## SOURCE RECORDS
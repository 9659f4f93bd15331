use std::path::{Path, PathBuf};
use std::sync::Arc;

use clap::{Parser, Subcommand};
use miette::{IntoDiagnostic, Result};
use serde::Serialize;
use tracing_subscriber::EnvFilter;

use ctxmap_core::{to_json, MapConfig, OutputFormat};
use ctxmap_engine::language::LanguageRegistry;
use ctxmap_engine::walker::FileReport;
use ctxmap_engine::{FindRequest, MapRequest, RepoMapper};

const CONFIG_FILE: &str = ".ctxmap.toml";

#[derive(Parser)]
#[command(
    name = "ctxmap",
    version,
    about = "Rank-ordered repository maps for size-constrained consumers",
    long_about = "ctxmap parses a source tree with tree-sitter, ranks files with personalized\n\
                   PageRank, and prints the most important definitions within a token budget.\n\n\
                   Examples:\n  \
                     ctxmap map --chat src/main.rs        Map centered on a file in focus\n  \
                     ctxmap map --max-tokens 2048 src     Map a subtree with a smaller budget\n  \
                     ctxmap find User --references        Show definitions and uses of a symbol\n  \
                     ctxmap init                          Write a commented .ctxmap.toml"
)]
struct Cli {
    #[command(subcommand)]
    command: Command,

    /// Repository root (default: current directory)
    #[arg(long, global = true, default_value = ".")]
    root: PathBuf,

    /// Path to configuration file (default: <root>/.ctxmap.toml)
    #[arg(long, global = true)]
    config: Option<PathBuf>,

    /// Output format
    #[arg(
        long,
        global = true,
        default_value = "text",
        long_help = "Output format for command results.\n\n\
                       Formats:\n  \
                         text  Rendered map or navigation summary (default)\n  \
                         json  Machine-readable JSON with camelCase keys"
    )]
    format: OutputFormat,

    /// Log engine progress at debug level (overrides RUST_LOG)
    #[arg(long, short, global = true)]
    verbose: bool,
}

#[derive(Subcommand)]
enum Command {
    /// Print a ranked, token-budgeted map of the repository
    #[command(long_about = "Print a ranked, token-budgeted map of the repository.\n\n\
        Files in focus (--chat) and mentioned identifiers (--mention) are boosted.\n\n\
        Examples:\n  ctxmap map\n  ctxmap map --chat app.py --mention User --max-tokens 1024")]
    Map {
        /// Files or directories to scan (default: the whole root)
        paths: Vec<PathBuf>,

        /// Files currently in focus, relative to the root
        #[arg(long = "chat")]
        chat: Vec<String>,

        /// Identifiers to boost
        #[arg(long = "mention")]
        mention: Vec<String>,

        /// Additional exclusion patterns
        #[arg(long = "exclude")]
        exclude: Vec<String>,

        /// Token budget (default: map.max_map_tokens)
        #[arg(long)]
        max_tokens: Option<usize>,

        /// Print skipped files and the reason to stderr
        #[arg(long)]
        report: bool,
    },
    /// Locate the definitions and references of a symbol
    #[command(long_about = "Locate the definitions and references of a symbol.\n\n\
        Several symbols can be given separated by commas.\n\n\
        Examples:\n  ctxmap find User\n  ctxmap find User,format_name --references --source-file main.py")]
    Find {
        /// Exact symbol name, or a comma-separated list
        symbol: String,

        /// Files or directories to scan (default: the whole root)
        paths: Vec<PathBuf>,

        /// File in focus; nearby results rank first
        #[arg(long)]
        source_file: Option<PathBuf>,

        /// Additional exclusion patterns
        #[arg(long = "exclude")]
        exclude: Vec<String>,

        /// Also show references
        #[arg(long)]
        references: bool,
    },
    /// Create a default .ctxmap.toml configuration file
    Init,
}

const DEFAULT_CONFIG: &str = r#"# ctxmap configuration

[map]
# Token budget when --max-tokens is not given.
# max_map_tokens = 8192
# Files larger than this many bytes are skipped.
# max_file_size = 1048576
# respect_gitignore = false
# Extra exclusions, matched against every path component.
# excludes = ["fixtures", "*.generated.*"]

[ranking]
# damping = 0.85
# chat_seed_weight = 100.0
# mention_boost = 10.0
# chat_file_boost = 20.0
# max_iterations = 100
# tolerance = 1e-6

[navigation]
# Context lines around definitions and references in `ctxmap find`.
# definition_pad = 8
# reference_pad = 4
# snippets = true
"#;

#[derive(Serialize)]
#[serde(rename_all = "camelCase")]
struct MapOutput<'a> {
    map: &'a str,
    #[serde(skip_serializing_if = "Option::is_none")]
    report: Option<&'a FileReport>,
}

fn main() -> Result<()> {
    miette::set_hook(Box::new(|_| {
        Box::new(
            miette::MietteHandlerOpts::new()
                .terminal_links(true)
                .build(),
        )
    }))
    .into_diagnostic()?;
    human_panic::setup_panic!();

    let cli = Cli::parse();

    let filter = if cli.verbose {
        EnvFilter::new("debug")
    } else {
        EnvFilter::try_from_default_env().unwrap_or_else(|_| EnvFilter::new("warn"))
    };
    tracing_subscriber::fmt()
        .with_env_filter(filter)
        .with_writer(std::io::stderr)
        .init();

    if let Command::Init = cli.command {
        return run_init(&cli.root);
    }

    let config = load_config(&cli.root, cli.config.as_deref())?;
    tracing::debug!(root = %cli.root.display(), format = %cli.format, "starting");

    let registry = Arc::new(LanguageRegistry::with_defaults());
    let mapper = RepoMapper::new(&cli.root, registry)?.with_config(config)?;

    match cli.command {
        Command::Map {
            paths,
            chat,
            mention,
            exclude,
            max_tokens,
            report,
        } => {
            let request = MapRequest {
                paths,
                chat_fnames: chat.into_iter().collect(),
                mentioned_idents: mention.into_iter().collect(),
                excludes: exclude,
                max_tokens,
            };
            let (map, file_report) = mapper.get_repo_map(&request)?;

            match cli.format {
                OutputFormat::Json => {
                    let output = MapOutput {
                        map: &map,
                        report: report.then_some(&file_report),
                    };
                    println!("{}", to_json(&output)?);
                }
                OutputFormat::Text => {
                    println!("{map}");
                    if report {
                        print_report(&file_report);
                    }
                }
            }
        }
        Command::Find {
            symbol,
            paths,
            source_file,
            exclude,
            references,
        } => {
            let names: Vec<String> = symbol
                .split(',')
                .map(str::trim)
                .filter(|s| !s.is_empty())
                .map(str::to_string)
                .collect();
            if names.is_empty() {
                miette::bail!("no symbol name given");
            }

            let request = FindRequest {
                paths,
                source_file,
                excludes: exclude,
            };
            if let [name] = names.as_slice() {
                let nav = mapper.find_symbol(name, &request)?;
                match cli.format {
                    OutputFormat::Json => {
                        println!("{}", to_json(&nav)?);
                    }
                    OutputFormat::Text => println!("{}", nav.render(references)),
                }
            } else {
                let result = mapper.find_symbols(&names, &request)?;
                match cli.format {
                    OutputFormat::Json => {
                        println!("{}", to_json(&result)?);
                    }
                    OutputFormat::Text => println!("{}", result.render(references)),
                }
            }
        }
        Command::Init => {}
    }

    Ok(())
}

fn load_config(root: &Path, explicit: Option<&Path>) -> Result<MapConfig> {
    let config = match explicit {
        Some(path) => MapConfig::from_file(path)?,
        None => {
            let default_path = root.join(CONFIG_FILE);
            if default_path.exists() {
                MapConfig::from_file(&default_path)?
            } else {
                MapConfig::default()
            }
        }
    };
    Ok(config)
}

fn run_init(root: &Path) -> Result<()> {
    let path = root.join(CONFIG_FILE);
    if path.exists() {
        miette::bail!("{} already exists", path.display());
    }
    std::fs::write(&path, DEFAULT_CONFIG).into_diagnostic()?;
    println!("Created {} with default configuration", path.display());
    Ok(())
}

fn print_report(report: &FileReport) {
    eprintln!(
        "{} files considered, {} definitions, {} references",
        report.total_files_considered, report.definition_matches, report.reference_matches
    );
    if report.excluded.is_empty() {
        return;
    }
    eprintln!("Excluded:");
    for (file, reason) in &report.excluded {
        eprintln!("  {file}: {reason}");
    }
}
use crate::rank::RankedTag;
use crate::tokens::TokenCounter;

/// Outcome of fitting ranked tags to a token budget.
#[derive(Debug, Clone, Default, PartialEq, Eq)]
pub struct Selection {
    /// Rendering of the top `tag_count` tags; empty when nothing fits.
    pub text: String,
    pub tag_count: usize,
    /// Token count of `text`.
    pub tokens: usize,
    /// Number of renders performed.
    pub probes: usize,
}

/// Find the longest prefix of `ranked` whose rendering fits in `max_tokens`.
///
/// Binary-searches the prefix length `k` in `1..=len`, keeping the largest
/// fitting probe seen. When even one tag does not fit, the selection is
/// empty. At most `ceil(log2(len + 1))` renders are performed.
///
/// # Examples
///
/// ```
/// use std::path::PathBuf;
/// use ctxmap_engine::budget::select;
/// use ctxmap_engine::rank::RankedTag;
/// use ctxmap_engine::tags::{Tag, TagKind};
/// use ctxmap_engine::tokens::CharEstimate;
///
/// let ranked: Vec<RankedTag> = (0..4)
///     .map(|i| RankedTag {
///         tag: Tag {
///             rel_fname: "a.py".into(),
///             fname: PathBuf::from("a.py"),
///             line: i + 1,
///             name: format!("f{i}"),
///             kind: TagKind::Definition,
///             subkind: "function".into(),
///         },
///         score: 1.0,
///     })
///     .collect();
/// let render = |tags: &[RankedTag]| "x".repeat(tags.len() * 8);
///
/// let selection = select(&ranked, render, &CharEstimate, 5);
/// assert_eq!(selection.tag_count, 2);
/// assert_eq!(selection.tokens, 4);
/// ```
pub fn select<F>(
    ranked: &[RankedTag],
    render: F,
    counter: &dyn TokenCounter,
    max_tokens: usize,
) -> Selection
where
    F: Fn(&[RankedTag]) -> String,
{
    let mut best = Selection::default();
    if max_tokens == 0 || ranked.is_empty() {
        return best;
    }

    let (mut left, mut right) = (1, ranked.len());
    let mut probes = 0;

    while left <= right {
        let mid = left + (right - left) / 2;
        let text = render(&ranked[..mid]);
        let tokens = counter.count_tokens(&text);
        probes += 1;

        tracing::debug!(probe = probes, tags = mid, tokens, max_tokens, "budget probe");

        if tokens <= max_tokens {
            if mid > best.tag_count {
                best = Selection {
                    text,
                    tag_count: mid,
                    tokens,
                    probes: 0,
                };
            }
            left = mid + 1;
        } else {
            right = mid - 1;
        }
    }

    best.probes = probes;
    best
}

## YOUR TASK
Reproduce each line of the material in which the string "Parser" occurs.

## EXERCISE RESPONSE
use clap::{Parser, Subcommand};
#[derive(Parser)]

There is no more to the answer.